Merkle "Proofs of Inclusion"

Motivation

We would like to be able to create proofs that a transaction was indirectly referenced by another transaction without having to provide the full chain of actual transactions between the two.

Solution: Merkle Proofs

From the perspective of a transaction, the tangle looks “like a binary tree” where every parent references two children (with the exception that here, a parent can reference the same child twice). The easiest and most straight forward way to achieve a “proof of inclusion” in such a datastructure, would most probably be a merkle tree like approach, where a sequence of hashes can be used to prove inclusion in the referenced subtangle.

In contrast to normal merkle trees, where only the leafs of the tree carry payload in the form of data, here every node (transaction) has a payload which contains the transaction specific details. To be able to anyway use a chain of hashes instead of the actualy transaction data to “proove inclusion”, we need to modify the way the transaction hash is caluclated. We first define the “payloadFingerprint” of a transaction to be the hash of all its trits excluding the trits used to encode its branch and trunk:

payloadFingerprint(tx) = hash(tx.fullTritsWithoutBranchAndTrunk)

Then we can use this payloadFingerprint in combination with the branch and trunk hashes to form the actual “transactionHash”:

transactionHash(tx) = hash(payloadFingerprint(tx) + tx.branchTransactionHash + tx.trunkTransactionHash)

This way, we can provide a chain of hashes instead of the actual data to derive a transaction hash and therefore use a similar approach as in merkle trees to prove that a transaction was referenced by another transaction.
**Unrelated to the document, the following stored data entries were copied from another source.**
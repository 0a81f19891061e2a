pub mod apl;
pub mod combat_log;

// Re-exports for convenience
pub use apl::{
    ActionRegistry, Apl, AplError, AplTarget, CheckResult, CheckSummary, Condition, InternalRule,
    PlayerInfo, Rule, Success, Violation, build, check,
};
pub use apl_types::{AbilityId, CheckSettings};
pub use combat_log::{CombatEvent, EventKind, UsableUpdateType, normalize_timeline};
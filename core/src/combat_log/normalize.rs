//! Timeline ordering.
//!
//! Events are sorted by timestamp with a stable sort. Inside a single
//! timestamp, a cooldown reset ("ability usable again") that was dispatched
//! before a cast of the same ability is moved behind that cast, so a reset
//! and a fresh cast landing on the same tick never look like the cast
//! consumed the already-reset cooldown.

use super::CombatEvent;

/// Sort `events` in place into checker order. Idempotent.
pub fn normalize_timeline(events: &mut Vec<CombatEvent>) {
    events.sort_by_key(|e| e.timestamp);

    let mut start = 0;
    while start < events.len() {
        let ts = events[start].timestamp;
        let end = events[start..]
            .iter()
            .position(|e| e.timestamp != ts)
            .map_or(events.len(), |offset| start + offset);

        if needs_reorder(&events[start..end]) {
            let run: Vec<CombatEvent> = events.drain(start..end).collect();
            let reordered = reorder_same_tick(run);
            events.splice(start..start, reordered);
        }
        start = end;
    }
}

/// True if some usable-update precedes a cast of the same ability.
fn needs_reorder(run: &[CombatEvent]) -> bool {
    run.iter().enumerate().any(|(i, e)| {
        e.marks_usable()
            && run[i + 1..].iter().any(|later| later.is_cast_of(e.ability()))
    })
}

/// Defer each usable-update until right after the last cast of its ability
/// within the run. Relative order of everything else is preserved.
fn reorder_same_tick(run: Vec<CombatEvent>) -> Vec<CombatEvent> {
    let release_points: Vec<Option<usize>> = run
        .iter()
        .enumerate()
        .map(|(i, e)| {
            if e.marks_usable() {
                run[i + 1..]
                    .iter()
                    .rposition(|later| later.is_cast_of(e.ability()))
                    .map(|offset| i + 1 + offset)
            } else {
                None
            }
        })
        .collect();

    // (release_after_index, event)
    let mut deferred: Vec<(usize, CombatEvent)> = Vec::new();
    let mut out = Vec::with_capacity(run.len());

    for (i, (event, release)) in run.into_iter().zip(release_points).enumerate() {
        match release {
            Some(after) => deferred.push((after, event)),
            None => {
                out.push(event);
                let (ready, pending): (Vec<_>, Vec<_>) =
                    deferred.drain(..).partition(|(after, _)| *after == i);
                deferred = pending;
                out.extend(ready.into_iter().map(|(_, e)| e));
            }
        }
    }

    out
}
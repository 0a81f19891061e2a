//! Types shared between the APL checker core and its front ends.

pub mod formatting;

use std::fmt;

use serde::{Deserialize, Serialize};

/// Stable identifier of a performable ability (spell id, action id, ...).
#[derive(Debug, Clone, Copy, PartialEq, Eq, Hash, PartialOrd, Ord, Serialize, Deserialize)]
#[serde(transparent)]
pub struct AbilityId(pub u64);

impl From<u64> for AbilityId {
    fn from(id: u64) -> Self {
        Self(id)
    }
}

impl fmt::Display for AbilityId {
    fn fmt(&self, f: &mut fmt::Formatter<'_>) -> fmt::Result {
        write!(f, "#{}", self.0)
    }
}

/// Per-run settings for a check.
///
/// Loaded from the `[settings]` table of a policy file. Every field has a
/// default so an absent table yields a usable configuration.
#[derive(Debug, Clone, PartialEq, Serialize, Deserialize)]
pub struct CheckSettings {
    /// Timestamp (ms) at which the measured window starts. Decision points
    /// before it never produce violations. `None` disables the grace period.
    #[serde(default)]
    pub fight_start: Option<i64>,

    /// Report rules that apply while their target is tracked as unavailable.
    #[serde(default = "default_warn_inconsistent")]
    pub warn_inconsistent_state: bool,

    /// Swap `.` and `,` when printing numbers.
    #[serde(default)]
    pub european_number_format: bool,
}

fn default_warn_inconsistent() -> bool {
    cfg!(debug_assertions)
}

impl Default for CheckSettings {
    fn default() -> Self {
        Self {
            fight_start: None,
            warn_inconsistent_state: default_warn_inconsistent(),
            european_number_format: false,
        }
    }
}

#[cfg(test)]
mod tests {
    use super::*;

    #[test]
    fn test_settings_defaults_from_empty_table() {
        let settings: CheckSettings = toml::from_str("").unwrap();
        assert_eq!(settings.fight_start, None);
        assert_eq!(settings.warn_inconsistent_state, cfg!(debug_assertions));
        assert!(!settings.european_number_format);
    }

    #[test]
    fn test_settings_parse() {
        let settings: CheckSettings = toml::from_str(
            r#"
fight_start = 1500
warn_inconsistent_state = false
european_number_format = true
"#,
        )
        .unwrap();
        assert_eq!(settings.fight_start, Some(1500));
        assert!(!settings.warn_inconsistent_state);
        assert!(settings.european_number_format);
    }

    #[test]
    fn test_ability_id_is_transparent() {
        #[derive(Deserialize)]
        struct Wrapper {
            ids: Vec<AbilityId>,
        }
        let w: Wrapper = toml::from_str("ids = [1, 42]").unwrap();
        assert_eq!(w.ids, vec![AbilityId(1), AbilityId(42)]);
        assert_eq!(AbilityId(42).to_string(), "#42");
    }
}
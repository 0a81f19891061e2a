//! apl-validate - Check a combat timeline against an APL policy file.
//!
//! Usage: apl-validate --policy <policy.toml> --timeline <events.json>
//!
//! Prints one line per Success/Violation followed by a per-rule summary.
//! Set `RUST_LOG=debug` for engine diagnostics.

use std::path::PathBuf;

use apl_core::apl::{CompiledPolicy, Tense, load_policy, load_timeline};
use apl_core::{AbilityId, ActionRegistry, CheckResult, CheckSummary, PlayerInfo, check};
use apl_types::formatting::{format_accuracy, format_fight_time};
use clap::Parser;
use serde::Serialize;
use tracing_subscriber::filter::EnvFilter;

#[derive(Parser)]
#[command(version, about = "Check a combat timeline against an APL policy")]
struct Cli {
    /// Policy TOML file
    #[arg(short, long)]
    policy: PathBuf,

    /// Timeline JSON file
    #[arg(short, long)]
    timeline: PathBuf,

    /// Entity id of the checked player
    #[arg(long)]
    player: Option<i64>,

    /// Override the policy's fight start (ms)
    #[arg(long)]
    fight_start: Option<i64>,

    /// Print the result and summary as JSON
    #[arg(long)]
    json: bool,

    /// Only print violations
    #[arg(long)]
    violations_only: bool,
}

#[derive(Serialize)]
struct Report<'a> {
    summary: &'a CheckSummary,
    result: &'a CheckResult,
}

fn init_logging() {
    let filter = EnvFilter::builder()
        .with_default_directive(tracing::Level::WARN.into())
        .from_env_lossy();

    tracing_subscriber::fmt()
        .with_env_filter(filter)
        .with_target(true)
        .with_writer(std::io::stderr)
        .init();
}

fn main() -> Result<(), String> {
    init_logging();
    let cli = Cli::parse();

    let config = load_policy(&cli.policy).map_err(|e| e.to_string())?;
    let CompiledPolicy {
        apl,
        abilities,
        mut settings,
    } = config.compile().map_err(|e| e.to_string())?;
    if cli.fight_start.is_some() {
        settings.fight_start = cli.fight_start;
    }

    let events = load_timeline(&cli.timeline).map_err(|e| e.to_string())?;
    tracing::info!(events = events.len(), rules = apl.rules().len(), "loaded inputs");

    let info = PlayerInfo::new(cli.player, abilities);
    let result = check(&apl, &info, events, &settings);
    let summary = CheckSummary::from_result(&apl, &result);

    if cli.json {
        let report = Report {
            summary: &summary,
            result: &result,
        };
        let json = serde_json::to_string_pretty(&report).map_err(|e| e.to_string())?;
        println!("{json}");
        return Ok(());
    }

    let eu = settings.european_number_format;
    let names = &info.abilities;
    let describe = |rule: usize| {
        apl.rule(rule)
            .map(|r| r.describe(names, Tense::Present))
            .unwrap_or_default()
    };
    let list = |ids: &[AbilityId]| {
        ids.iter()
            .map(|id| names.name(*id))
            .collect::<Vec<_>>()
            .join(" or ")
    };

    // (timestamp, line) merged across both record kinds
    let mut lines: Vec<(i64, String)> = Vec::new();
    if !cli.violations_only {
        for success in &result.successes {
            lines.push((
                success.actual_cast.timestamp,
                format!(
                    "  ok    {:<24} rule {}: {}",
                    names.name(success.ability),
                    success.rule + 1,
                    describe(success.rule)
                ),
            ));
        }
    }
    for violation in &result.violations {
        lines.push((
            violation.actual_cast.timestamp,
            format!(
                "  MISS  {:<24} rule {}: {} (expected {})",
                names.name(violation.actual_cast.ability()),
                violation.rule + 1,
                describe(violation.rule),
                list(&violation.expected_cast)
            ),
        ));
    }
    lines.sort_by_key(|(ts, _)| *ts);

    for (ts, line) in &lines {
        println!("{:>10}{line}", format_fight_time(*ts, settings.fight_start, eu));
    }

    print_summary(&summary, &result, names, &describe, eu);
    Ok(())
}

fn print_summary(
    summary: &CheckSummary,
    result: &CheckResult,
    names: &ActionRegistry,
    describe: &dyn Fn(usize) -> String,
    eu: bool,
) {
    println!();
    println!(
        "{} successes, {} violations, accuracy {}",
        summary.successes,
        summary.violations,
        format_accuracy(summary.accuracy, eu)
    );
    if !result.diagnostics.is_empty() {
        println!("{} diagnostics (see log)", result.diagnostics.len());
    }

    for row in &summary.rules {
        let most_common = row
            .most_common_actual
            .map(|a| format!("  most often instead: {}", names.name(a)))
            .unwrap_or_default();
        println!(
            "{:>3}. {:<40} {:>4} ok {:>4} miss {:>8}{most_common}",
            row.rule + 1,
            describe(row.rule),
            row.successes,
            row.violations,
            format_accuracy(row.accuracy(), eu)
        );
    }
}
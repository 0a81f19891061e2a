//! Aggregated view of a check result.

use apl_types::AbilityId;
use hashbrown::HashMap;
use serde::Serialize;

use super::{Apl, CheckResult};

/// Outcome counts for a single rule.
#[derive(Debug, Clone, PartialEq, Serialize)]
pub struct RuleSummary {
    /// Index into `Apl::rules`
    pub rule: usize,
    pub successes: usize,
    pub violations: usize,
    /// Ability most often used instead of this rule's target
    pub most_common_actual: Option<AbilityId>,
}

impl RuleSummary {
    pub fn accuracy(&self) -> Option<f64> {
        ratio(self.successes, self.violations)
    }
}

/// Summary of a check run, with a row per rule in priority order.
#[derive(Debug, Clone, PartialEq, Serialize)]
pub struct CheckSummary {
    pub successes: usize,
    pub violations: usize,
    /// `successes / (successes + violations)`; `None` when nothing was recorded
    pub accuracy: Option<f64>,
    pub rules: Vec<RuleSummary>,
}

fn ratio(successes: usize, violations: usize) -> Option<f64> {
    let total = successes + violations;
    (total > 0).then(|| successes as f64 / total as f64)
}

impl CheckSummary {
    pub fn from_result(apl: &Apl, result: &CheckResult) -> Self {
        let mut rules: Vec<RuleSummary> = (0..apl.rules().len())
            .map(|rule| RuleSummary {
                rule,
                successes: 0,
                violations: 0,
                most_common_actual: None,
            })
            .collect();

        for success in &result.successes {
            if let Some(row) = rules.get_mut(success.rule) {
                row.successes += 1;
            }
        }

        let mut actual_counts: HashMap<(usize, AbilityId), usize> = HashMap::new();
        for violation in &result.violations {
            if let Some(row) = rules.get_mut(violation.rule) {
                row.violations += 1;
                *actual_counts
                    .entry((violation.rule, violation.actual_cast.ability()))
                    .or_default() += 1;
            }
        }

        for row in &mut rules {
            // highest count, lowest id on ties
            row.most_common_actual = actual_counts
                .iter()
                .filter(|((rule, _), _)| *rule == row.rule)
                .max_by(|((_, a), ca), ((_, b), cb)| ca.cmp(cb).then(b.cmp(a)))
                .map(|((_, ability), _)| *ability);
        }

        Self {
            successes: result.successes.len(),
            violations: result.violations.len(),
            accuracy: ratio(result.successes.len(), result.violations.len()),
            rules,
        }
    }

    /// Rules with at least one violation, worst first.
    pub fn problem_rules(&self) -> Vec<&RuleSummary> {
        let mut rows: Vec<&RuleSummary> = self.rules.iter().filter(|r| r.violations > 0).collect();
        rows.sort_by(|a, b| b.violations.cmp(&a.violations).then(a.rule.cmp(&b.rule)));
        rows
    }
}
The only downside of this approach is that we need to hash twice, to calculate the transaction hash of a transaction. Since hashing is an expensive task, I would prefer to find a more efficient way to combine the three hashes (payloadFingerprint, branch, trunk) into a unique transaction hash.

In the binary world, the XORing of hashes is a commonly used mechanism to create such a new unique hash. XORing two numbers with roughly random distribution results in another number still with roughly random distribution, but which now depends on the two values. This is due to the fact, that the output probability for the XOR function is 50% “0s” and 50% “1s” - see example of the LUT:

A   B   AxB
-----------
0   0   0
0   1   1
1   0   1
1   1   0

The XORing of hashes can be problematic because of the following special cases:

  • H(a) x H(a) = 0

  • H(a) x H(b) = H(b) x H(a)

  • H(a) x H(a) x H(a) = H(a)

Since we have a well defined number of operands, the commutative nature of the XOR operation is not problematic here, but the fact that H(a) x H(a) = 0 is actually a problem. If branch and trunk reference the same transaction, then XORin their hashes results in a complete loss of information regarding the references.

While this is problematic for the binary version of this approach, we can define a custom XOR-like operation for the trinary world that has an equally balanced percentage of output probabilities, but that does not suffer from H(a) x H(a) = 0 but instead behaves like: H(a) x H(a) = H(a) which retains the full “reference information” in these cases. The LUT for this operation looks like this:

A   B   AxB
-----------
0   0   0
0   1   T
0   T   1
1   0   T
1   1   1
1   T   0
T   0   1
T   1   0
T   T   T

This “custom” ternary XOR operator now allow us to calculate the transactionHash in a faster way than going through a full hashing procedure a 2nd time in the following way:

transactionHash'(tx) = (tx.branchHash \oplus tx.trunkHash) \oplus payloadFingerprint(tx)

Conclusion

This change will be very cheap and will at the same time provide us with a very powerfull tool. We can now provide “proofs of inclusion” between two transactions without having to present the actual transactions. This will be relevant for the discussed solutions for inter-shard transactions and might also get relevant for the “selective permanodes”.

3 Likes

@hans.moog a question: can we use this idea to get rid of that BelowMaxDepth thingy?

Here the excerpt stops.